Fertile plants of wheat have been regenerated from protoplasts in several laboratories. The objective of this study was to develop a transformation system using protoplasts as target cells. Protoplasts were isolated from cell suspensions initiated from an anther-derived callus. The protoplasts were transformed by electroporation using pBARGUS or pBAS, both carrying the Basta resistance (BAR) gene. A total of 2,761 calli were produced from electroporation transformed protoplasts in 3 independent experiments. Six calli survived selective culture on 10 mg/l phosphinothricin (PPT), a concentration that completely inhibited the growth of non-transformed wheat callus. Five PPT resistant calli showed phosphinothricin acetyltransferase (PAT) activity, whereas the sixth probably was a mutant. The transformed wheat calli could tolerate PPT concentrations up to 2,560 mg/l. Southern blot analyses confirmed the integration of the BAR gene in wheat genomes. The integrated DNA sequence may have partially methylated and tandemly repeated at least once. These results demonstrate the production of stably transformed wheat calli by electroporation-mediated direct gene transfer into protoplasts.
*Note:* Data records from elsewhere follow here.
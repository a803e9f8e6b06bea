use async_trait::async_trait;

use crate::error::Result;
use crate::types::{LedgerEvent, LedgerObject, SubmitResponse, Transaction};

/// The boundary every ledger read/write crosses.
///
/// Implementations must be `Send + Sync` so one shared handle can
/// serve concurrent request handlers and simulator ticks. The gateway
/// retries nothing itself; callers see every failure.
#[async_trait]
pub trait Ledger: Send + Sync {
    /// Sign and submit `tx` as one atomic envelope, await confirmation.
    ///
    /// Returns [`crate::LedgerError::TransactionRejected`] when the
    /// node reports a non-success status.
    async fn submit(&self, tx: Transaction) -> Result<SubmitResponse>;

    /// Fetch one object's typed content by id.
    async fn get_object(&self, id: &str) -> Result<LedgerObject>;

    /// List objects owned by `owner`, optionally filtered by type.
    async fn get_owned_objects(
        &self,
        owner: &str,
        type_filter: Option<&str>,
    ) -> Result<Vec<LedgerObject>>;

    /// Query emitted events by type, newest first when `descending`.
    async fn query_events(
        &self,
        event_type: &str,
        limit: u32,
        descending: bool,
    ) -> Result<Vec<LedgerEvent>>;
}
已从几个实验室的原生质体中再生出可育的小麦植株。本研究的目的是开发一种利用原生质体作为靶细胞的转化系统。原生质体是从花药衍生愈伤组织的细胞悬浮液中分离出来的。使用携带 Basta 抗性(BAR)基因的 pBARGUS 或 pBAS 通过电穿孔将原生质体转化。在 3 个独立的实验中,共从电穿孔转化的原生质体中产生了 2761 个愈伤组织。在含有 10mg/l 草丁膦(PPT)的选择性培养基上,有 6 个愈伤组织存活下来,PPT 是一种完全抑制未转化小麦愈伤组织生长的浓度。5 个 PPT 抗性愈伤组织表现出草丁膦乙酰转移酶(PAT)活性,而第 6 个可能是突变体。转化的小麦愈伤组织能耐受高达 2560mg/l 的 PPT 浓度。Southern blot 分析证实了 BAR 基因已整合到小麦基因组中。整合的 DNA 序列可能已部分甲基化,并至少串联重复一次。这些结果表明,通过原生质体直接基因转移的电穿孔介导法可产生稳定转化的小麦愈伤组织。